Sébastien Delpeche : Je suis récemment tombé sur un travail de chercheurs de l’INRA, en collaboration avec des bergers et des éleveurs, qui modélisent la garde d’un troupeau de brebis en montagne. Ils essayent de modéliser et de définir le comportement de la brebis, le comportement du berger, dans telle ou telle situation, jusque dans ses moindres détails. Quand on lit cela – moi je l’ai lu - c’est effrayant, parce que tout est vrai, puisqu’évidemment ce sont des bergers qui ont vidé leur sac. Tout est vrai, tout est rentré dans la boîte. Maintenant, il ne reste plus qu’une chose, c’est de l’appliquer. Cela veut dire que notre travail devient contrôlable, encore une fois, dans ses moindres détails.

 intermède musical -

Ruth Stégassy : Célia Izoard, vous n’êtes pas éleveuse. Et néanmoins, vous faites partie de ce collectif ?

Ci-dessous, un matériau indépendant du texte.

//! Decides why an upstream read stopped.
//!
//! The same transport error can mean different things: a cancelled read is a
//! clean end of the session when the client has gone, a timeout when the
//! deadline has passed, and an upstream fault otherwise. The decision uses
//! where the read was suspended and what the session knew at that moment.

use crate::client::{ReadError, ReadErrorKind};

#[derive(Debug, Clone, Copy, PartialEq, Eq)]
pub enum FailureCause {
    ClientCancelled,
    Timeout,
    ProtocolError,
    Unreachable,
}

#[derive(Debug, Clone, Copy, PartialEq, Eq)]
pub enum SuspensionPoint {
    /// Waiting for response headers.
    Connect,
    BodyRead,
}

#[derive(Debug, Clone, Copy)]
pub struct ReadContext {
    pub point: SuspensionPoint,
    /// The client subscription has been dropped.
    pub client_gone: bool,
    pub deadline_passed: bool,
    pub bytes_received: usize,
}

pub fn classify(err: &ReadError, ctx: &ReadContext) -> FailureCause {
    match err.kind {
        ReadErrorKind::Cancelled if ctx.client_gone => FailureCause::ClientCancelled,
        ReadErrorKind::Cancelled if ctx.deadline_passed => FailureCause::Timeout,
        ReadErrorKind::Cancelled => FailureCause::ProtocolError,
        ReadErrorKind::TimedOut => FailureCause::Timeout,
        ReadErrorKind::Connect | ReadErrorKind::Io
            if ctx.point == SuspensionPoint::Connect && ctx.bytes_received == 0 =>
        {
            FailureCause::Unreachable
        }
        ReadErrorKind::Connect | ReadErrorKind::Io | ReadErrorKind::Protocol => {
            FailureCause::ProtocolError
        }
    }
}
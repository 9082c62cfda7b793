//! Quota windows and their UTC reset boundaries.

use std::fmt;

use chrono::{DateTime, Datelike, Duration, NaiveDate, TimeZone, Utc};
use serde::{Deserialize, Serialize};

#[derive(Debug, Clone, Copy, PartialEq, Eq, Hash, PartialOrd, Ord, Serialize, Deserialize)]
#[serde(rename_all = "lowercase")]
pub enum PeriodKind {
    /// Resets on the 1st of the month, 00:00 UTC.
    Monthly,
    /// Resets every Monday, 00:00 UTC.
    Weekly,
    /// Resets every day, 00:00 UTC.
    Daily,
}

impl PeriodKind {
    pub fn as_str(&self) -> &'static str {
        match self {
            Self::Monthly => "monthly",
            Self::Weekly => "weekly",
            Self::Daily => "daily",
        }
    }

    /// Start of the window containing `now`.
    pub fn window_start(&self, now: DateTime<Utc>) -> DateTime<Utc> {
        let today = now.date_naive();
        let start = match self {
            Self::Daily => today,
            Self::Weekly => {
                today - Duration::days(i64::from(today.weekday().num_days_from_monday()))
            }
            Self::Monthly => first_of_month(today.year(), today.month()),
        };
        midnight(start)
    }

    /// First boundary strictly after `now`.
    pub fn next_reset(&self, now: DateTime<Utc>) -> DateTime<Utc> {
        let start = self.window_start(now).date_naive();
        let next = match self {
            Self::Daily => start + Duration::days(1),
            Self::Weekly => start + Duration::days(7),
            Self::Monthly => {
                if start.month() == 12 {
                    first_of_month(start.year() + 1, 1)
                } else {
                    first_of_month(start.year(), start.month() + 1)
                }
            }
        };
        midnight(next)
    }
}

impl fmt::Display for PeriodKind {
    fn fmt(&self, f: &mut fmt::Formatter<'_>) -> fmt::Result {
        f.write_str(self.as_str())
    }
}

fn first_of_month(year: i32, month: u32) -> NaiveDate {
    NaiveDate::from_ymd_opt(year, month, 1).unwrap_or(NaiveDate::MIN)
}

fn midnight(date: NaiveDate) -> DateTime<Utc> {
    Utc.from_utc_datetime(&date.and_time(chrono::NaiveTime::MIN))
}

/// Which allowance a deduction is charged against.
#[derive(Debug, Clone, Copy, Default, PartialEq, Eq, Hash, Serialize, Deserialize)]
#[serde(rename_all = "lowercase")]
pub enum QuotaPool {
    #[default]
    Primary,
    Fallback,
}

/// Storage key for one usage window of one user.
///
/// A primary daily window and a fallback daily window share a `PeriodKind`
/// but are tracked independently, so the pool is part of the key.
#[derive(Debug, Clone, Copy, PartialEq, Eq, Hash, PartialOrd, Ord)]
pub struct QuotaSlot {
    pub kind: PeriodKind,
    pub fallback: bool,
}

impl QuotaSlot {
    pub const fn primary(kind: PeriodKind) -> Self {
        Self {
            kind,
            fallback: false,
        }
    }

    pub const fn fallback(kind: PeriodKind) -> Self {
        Self {
            kind,
            fallback: true,
        }
    }

    pub fn pool(&self) -> QuotaPool {
        if self.fallback {
            QuotaPool::Fallback
        } else {
            QuotaPool::Primary
        }
    }

    pub fn as_str(&self) -> &'static str {
        match (self.fallback, self.kind) {
            (false, PeriodKind::Monthly) => "monthly",
            (false, PeriodKind::Weekly) => "weekly",
            (false, PeriodKind::Daily) => "daily",
            (true, PeriodKind::Monthly) => "fallback_monthly",
            (true, PeriodKind::Weekly) => "fallback_weekly",
            (true, PeriodKind::Daily) => "fallback_daily",
        }
    }

    pub fn parse(value: &str) -> Option<Self> {
        let (fallback, kind) = match value.strip_prefix("fallback_") {
            Some(rest) => (true, rest),
            None => (false, value),
        };
        let kind = match kind {
            "monthly" => PeriodKind::Monthly,
            "weekly" => PeriodKind::Weekly,
            "daily" => PeriodKind::Daily,
            _ => return None,
        };
        Some(Self { kind, fallback })
    }
}

impl fmt::Display for QuotaSlot {
    fn fmt(&self, f: &mut fmt::Formatter<'_>) -> fmt::Result {
        f.write_str(self.as_str())
    }
}

impl Serialize for QuotaSlot {
    fn serialize<S: serde::Serializer>(&self, serializer: S) -> Result<S::Ok, S::Error> {
        serializer.serialize_str(self.as_str())
    }
}

impl<'de> Deserialize<'de> for QuotaSlot {
    fn deserialize<D: serde::Deserializer<'de>>(deserializer: D) -> Result<Self, D::Error> {
        let raw = String::deserialize(deserializer)?;
        Self::parse(&raw)
            .ok_or_else(|| serde::de::Error::custom(format!("unknown quota slot: {raw}")))
    }
}
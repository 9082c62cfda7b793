//! Session engine behaviour against a scripted upstream.
//!
//! Run: cargo nextest run --test session_engine_tests

mod common;

use std::sync::Arc;
use std::time::Duration;

use bytes::Bytes;
use common::*;
use inference_proxy::Error;
use inference_proxy::client::ReadError;
use inference_proxy::observability::GatewayMetrics;
use inference_proxy::session::{
    EngineConfig, FailureReason, Frame, SessionEngine, SessionOutcome, SessionRequest, SessionState,
};
use inference_proxy::store::MemoryMessageStore;
use inference_proxy::tiers::{QuotaPool, Tier};
use inference_proxy::tokens::CharRatioEstimator;
use rust_decimal_macros::dec;

struct Harness {
    engine: SessionEngine,
    sink: Arc<RecordingSink>,
    messages: Arc<MemoryMessageStore>,
    metrics: Arc<GatewayMetrics>,
}

fn harness(transport: Arc<ScriptedTransport>, config: EngineConfig) -> Harness {
    let sink = RecordingSink::new();
    let messages = Arc::new(MemoryMessageStore::new());
    let metrics = Arc::new(GatewayMetrics::new());
    let engine = SessionEngine::new(
        transport,
        sink.clone(),
        messages.clone(),
        Arc::new(CharRatioEstimator::default()),
        config,
        metrics.clone(),
    );
    Harness {
        engine,
        sink,
        messages,
        metrics,
    }
}

fn request(user: &str, stream: bool) -> SessionRequest {
    SessionRequest {
        user_id: user.to_string(),
        tier: Tier::pro(),
        chat_id: Some("chat-1".to_string()),
        endpoint: "/v1/chat/completions".to_string(),
        route: route("gpt-5-pro", dec!(70)),
        pool: QuotaPool::Primary,
        body: Bytes::from_static(br#"{"model":"gpt-5-pro","stream":true}"#),
        stream,
    }
}

// =============================================================================
// Disconnect tolerance
// =============================================================================

mod disconnect_tests {
    use super::*;

    #[tokio::test]
    async fn test_client_cancel_after_partial_stream_is_accounted() {
        let (tx, body) = body_channel();
        let h = harness(
            ScriptedTransport::new([Scripted::event_stream(body)]),
            EngineConfig::default(),
        );
        let (mut client, control) = h.engine.start(request("alice", true)).unwrap().into_parts();

        let content = "x".repeat(400);
        for _ in 0..36 {
            tx.unbounded_send(Ok(delta_chunk(&content))).unwrap();
        }

        assert!(matches!(client.recv().await, Some(Frame::Head(head)) if head.status == 200));
        let mut received = 0;
        while received < 36 {
            match client.recv().await {
                Some(Frame::Data(_)) => received += 1,
                other => panic!("unexpected frame: {other:?}"),
            }
        }

        drop(client);
        tx.unbounded_send(Err(ReadError::cancelled("request cancelled")))
            .unwrap();

        let report = control.wait().await.unwrap();
        assert_eq!(report.outcome, SessionOutcome::PartialSuccess);
        assert_eq!(report.state, SessionState::Completed);
        assert!(report.failure.is_none());
        assert_eq!(report.raw_tokens, 3_600);
        assert!(!report.usage_reported);
        assert!(report.persisted);
        assert!(report.accounting_enqueued);

        let tasks = h.sink.tasks();
        assert_eq!(tasks.len(), 1);
        assert_eq!(tasks[0].raw_tokens, 3_600);
        assert_eq!(tasks[0].plan_tokens(), 252_000);
        assert_eq!(tasks[0].outcome, SessionOutcome::PartialSuccess);
        assert_eq!(tasks[0].session_id, report.session_id);

        let stored = h.messages.for_user("alice").await;
        assert_eq!(stored.len(), 1);
        assert_eq!(stored[0].content.len(), 36 * 400);
        assert_eq!(stored[0].chat_id.as_deref(), Some("chat-1"));
        assert_eq!(stored[0].role, "assistant");
    }

    #[tokio::test]
    async fn test_session_keeps_reading_after_client_leaves() {
        let (tx, body) = body_channel();
        let h = harness(
            ScriptedTransport::new([Scripted::event_stream(body)]),
            EngineConfig::default(),
        );
        let (client, control) = h.engine.start(request("alice", true)).unwrap().into_parts();
        drop(client);

        tx.unbounded_send(Ok(delta_chunk("Hello, "))).unwrap();
        tx.unbounded_send(Ok(delta_chunk("world"))).unwrap();
        tx.unbounded_send(Ok(usage_chunk(10, 5))).unwrap();
        drop(tx);

        let report = control.wait().await.unwrap();
        assert_eq!(report.outcome, SessionOutcome::Success);
        assert_eq!(report.raw_tokens, 15);
        assert!(report.usage_reported);

        let stored = h.messages.messages().await;
        assert_eq!(stored[0].content, "Hello, world");
        assert_eq!(h.sink.tasks().len(), 1);
    }

    #[tokio::test]
    async fn test_cancel_with_client_present_is_protocol_error() {
        let (tx, body) = body_channel();
        let h = harness(
            ScriptedTransport::new([Scripted::event_stream(body)]),
            EngineConfig::default(),
        );
        let handle = h.engine.start(request("alice", true)).unwrap();

        tx.unbounded_send(Ok(delta_chunk("partial"))).unwrap();
        tx.unbounded_send(Err(ReadError::cancelled("reset by peer")))
            .unwrap();

        let (collected, report) = handle.collect().await;
        let report = report.unwrap();
        assert_eq!(report.outcome, SessionOutcome::Failure);
        assert!(matches!(
            report.failure,
            Some(FailureReason::ProtocolError {
                status: Some(200),
                ..
            })
        ));
        assert!(matches!(collected.failure, Some(FailureReason::ProtocolError { .. })));
    }
}
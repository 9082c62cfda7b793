//! Tunables for the session engine, accounting pipeline and transport.

use std::str::FromStr;
use std::time::Duration;

use serde::{Deserialize, Serialize};

use super::{ConfigError, ConfigResult, ValidationErrors};

pub const ENV_PREFIX: &str = "PROXY_";

#[derive(Debug, Clone, PartialEq, Serialize, Deserialize)]
#[serde(default)]
pub struct RuntimeConfig {
    pub pipeline_workers: usize,
    pub queue_capacity: usize,
    /// Attempts per accounting task before it is abandoned.
    pub accounting_max_attempts: u32,
    pub shutdown_grace_secs: u64,
    pub session_deadline_secs: u64,
    pub persist_grace_secs: u64,
    pub max_response_bytes: usize,
    /// Chunks queued per subscriber before sends start waiting on it.
    pub subscriber_buffer: usize,
    /// Wait on a full subscriber before detaching it.
    pub subscriber_patience_ms: u64,
    pub max_sessions_per_user: Option<usize>,
    /// Scales every daily limit; used to shrink allowances on staging.
    pub daily_limit_scale: f64,
    pub connect_timeout_secs: u64,
    pub pool_idle_timeout_secs: u64,
    pub require_credentials: bool,
}

impl Default for RuntimeConfig {
    fn default() -> Self {
        Self {
            pipeline_workers: 4,
            queue_capacity: 1024,
            accounting_max_attempts: 3,
            shutdown_grace_secs: 30,
            session_deadline_secs: 600,
            persist_grace_secs: 5,
            max_response_bytes: 32 * 1024 * 1024,
            subscriber_buffer: 256,
            subscriber_patience_ms: 100,
            max_sessions_per_user: None,
            daily_limit_scale: 1.0,
            connect_timeout_secs: 10,
            pool_idle_timeout_secs: 90,
            require_credentials: true,
        }
    }
}

impl RuntimeConfig {
    /// Defaults overridden by `PROXY_*` environment variables.
    pub fn from_env() -> ConfigResult<Self> {
        Self::default().apply_env(|key| std::env::var(key).ok())
    }

    /// Overrides fields from `lookup`, keyed by `PROXY_<FIELD>` in upper case.
    pub fn apply_env<F>(mut self, lookup: F) -> ConfigResult<Self>
    where
        F: Fn(&str) -> Option<String>,
    {
        let mut errors = Vec::new();
        let var = |field: &str| {
            let key = format!("{ENV_PREFIX}{}", field.to_uppercase());
            lookup(&key).map(|value| (key, value))
        };

        override_field(&mut self.pipeline_workers, var("pipeline_workers"), &mut errors);
        override_field(&mut self.queue_capacity, var("queue_capacity"), &mut errors);
        override_field(
            &mut self.accounting_max_attempts,
            var("accounting_max_attempts"),
            &mut errors,
        );
        override_field(&mut self.shutdown_grace_secs, var("shutdown_grace_secs"), &mut errors);
        override_field(
            &mut self.session_deadline_secs,
            var("session_deadline_secs"),
            &mut errors,
        );
        override_field(&mut self.persist_grace_secs, var("persist_grace_secs"), &mut errors);
        override_field(&mut self.max_response_bytes, var("max_response_bytes"), &mut errors);
        override_field(&mut self.subscriber_buffer, var("subscriber_buffer"), &mut errors);
        override_field(
            &mut self.subscriber_patience_ms,
            var("subscriber_patience_ms"),
            &mut errors,
        );
        override_field(&mut self.daily_limit_scale, var("daily_limit_scale"), &mut errors);
        override_field(&mut self.connect_timeout_secs, var("connect_timeout_secs"), &mut errors);
        override_field(
            &mut self.pool_idle_timeout_secs,
            var("pool_idle_timeout_secs"),
            &mut errors,
        );
        override_field(&mut self.require_credentials, var("require_credentials"), &mut errors);

        if let Some((key, value)) = var("max_sessions_per_user") {
            match value.trim() {
                "" | "none" | "0" => self.max_sessions_per_user = None,
                raw => match raw.parse() {
                    Ok(n) => self.max_sessions_per_user = Some(n),
                    Err(_) => errors.push(ConfigError::InvalidValue {
                        key,
                        message: format!("expected a positive integer, got '{raw}'"),
                    }),
                },
            }
        }

        errors.extend(self.check());
        if errors.is_empty() {
            Ok(self)
        } else {
            Err(ConfigError::ValidationErrors(ValidationErrors(errors)))
        }
    }

    fn check(&self) -> Vec<ConfigError> {
        let mut errors = Vec::new();
        let mut require = |ok: bool, key: &str, message: &str| {
            if !ok {
                errors.push(ConfigError::InvalidValue {
                    key: format!("runtime.{key}"),
                    message: message.to_string(),
                });
            }
        };
        require(self.pipeline_workers > 0, "pipeline_workers", "must be at least 1");
        require(self.queue_capacity > 0, "queue_capacity", "must be at least 1");
        require(
            self.accounting_max_attempts > 0,
            "accounting_max_attempts",
            "must be at least 1",
        );
        require(self.subscriber_buffer > 0, "subscriber_buffer", "must be at least 1");
        require(
            self.session_deadline_secs > 0,
            "session_deadline_secs",
            "must be positive",
        );
        require(
            self.daily_limit_scale.is_finite() && self.daily_limit_scale > 0.0,
            "daily_limit_scale",
            "must be a positive number",
        );
        errors
    }

    pub fn validate(&self) -> ConfigResult<()> {
        let errors = self.check();
        if errors.is_empty() {
            Ok(())
        } else {
            Err(ConfigError::ValidationErrors(ValidationErrors(errors)))
        }
    }

    pub fn shutdown_grace(&self) -> Duration {
        Duration::from_secs(self.shutdown_grace_secs)
    }

    pub fn session_deadline(&self) -> Duration {
        Duration::from_secs(self.session_deadline_secs)
    }

    pub fn persist_grace(&self) -> Duration {
        Duration::from_secs(self.persist_grace_secs)
    }

    pub fn subscriber_patience(&self) -> Duration {
        Duration::from_millis(self.subscriber_patience_ms)
    }

    pub fn connect_timeout(&self) -> Duration {
        Duration::from_secs(self.connect_timeout_secs)
    }

    pub fn pool_idle_timeout(&self) -> Duration {
        Duration::from_secs(self.pool_idle_timeout_secs)
    }
}

fn override_field<T: FromStr>(
    field: &mut T,
    value: Option<(String, String)>,
    errors: &mut Vec<ConfigError>,
) {
    let Some((key, raw)) = value else {
        return;
    };
    match raw.trim().parse() {
        Ok(parsed) => *field = parsed,
        Err(_) => errors.push(ConfigError::InvalidValue {
            key,
            message: format!("cannot parse '{raw}'"),
        }),
    }
}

Célia Izoard : Oui. Moi, je suis très inquiète de l’avancée de l’électronique, le fait qu’on multiplie les objets électroniques dans ce monde, en général. Et les puces électroniques sur les bêtes, cela en fait partie. C’est un aspect de ça, et un aspect particulièrement obscène, puisque quand on voit les troupeaux ici, et quand on imagine le fait de les équiper d’un microordinateur, on voit tout de suite qu’il y a deux mondes qui s’affrontent dans cet équipement.

Ruth Stégassy : Qu’est-ce qui vous inquiète, dans l’électronique ?

Célia Izoard : Je pense qu’il y a un gros problème écologique. C’est paradoxal, parce qu’on n’a jamais autant parlé de réduire la pollution, de faire attention à ce qu’on met dans l’environnement, etc. Mais bizarrement, quand il s’agit d’électronique, et donc d’informatique, d’internet, tous ces systèmes qui sont reliés, puisque les puces électroniques, c’est quand même pour lier les objets du monde avec des systèmes informatiques, de les mettre en ligne, etc. Mais quand il s’agit d’internet, quand il s’agit de ce matériel-là, on oublie la matérialité. On oublie que c’est des choses, qu’il y a des matériaux derrière, qu’il y a toute une chaîne de production. On a tendance à s’imaginer quelque chose de virtuel. Et il y a aussi la manière dont on vit : comment on travaille, comment on fait les choses, comment on communique. Moi il me semble que le fait de multiplier les appareils de gestion, c’est-à-dire de multiplier les systèmes qui vont produire des chiffres sur le réel, qui vont ensuite manipuler ces chiffres grâce à l’informatique, c’est une tentative désespérée pour essayer de contrôler un système qui est réellement incontrôlable. Puisque là, on s’aperçoit bien que le capitalisme mondialisé, industriel, c’est intenable ; que l’on est dans une situation que personne ne peut réellement maîtriser, que c’est totalement ingérable. Et au moment où c’est ingérable, on va multiplier des systèmes qui vont donner l’impression aux administrateurs, aux gestionnaires, qu’ils peuvent avoir une vision panoptique, une sorte de vision instantanée à un temps T du monde tel qu’il est : par exemple du cheptel en France, tel qu’il est, à partir d’un ordinateur.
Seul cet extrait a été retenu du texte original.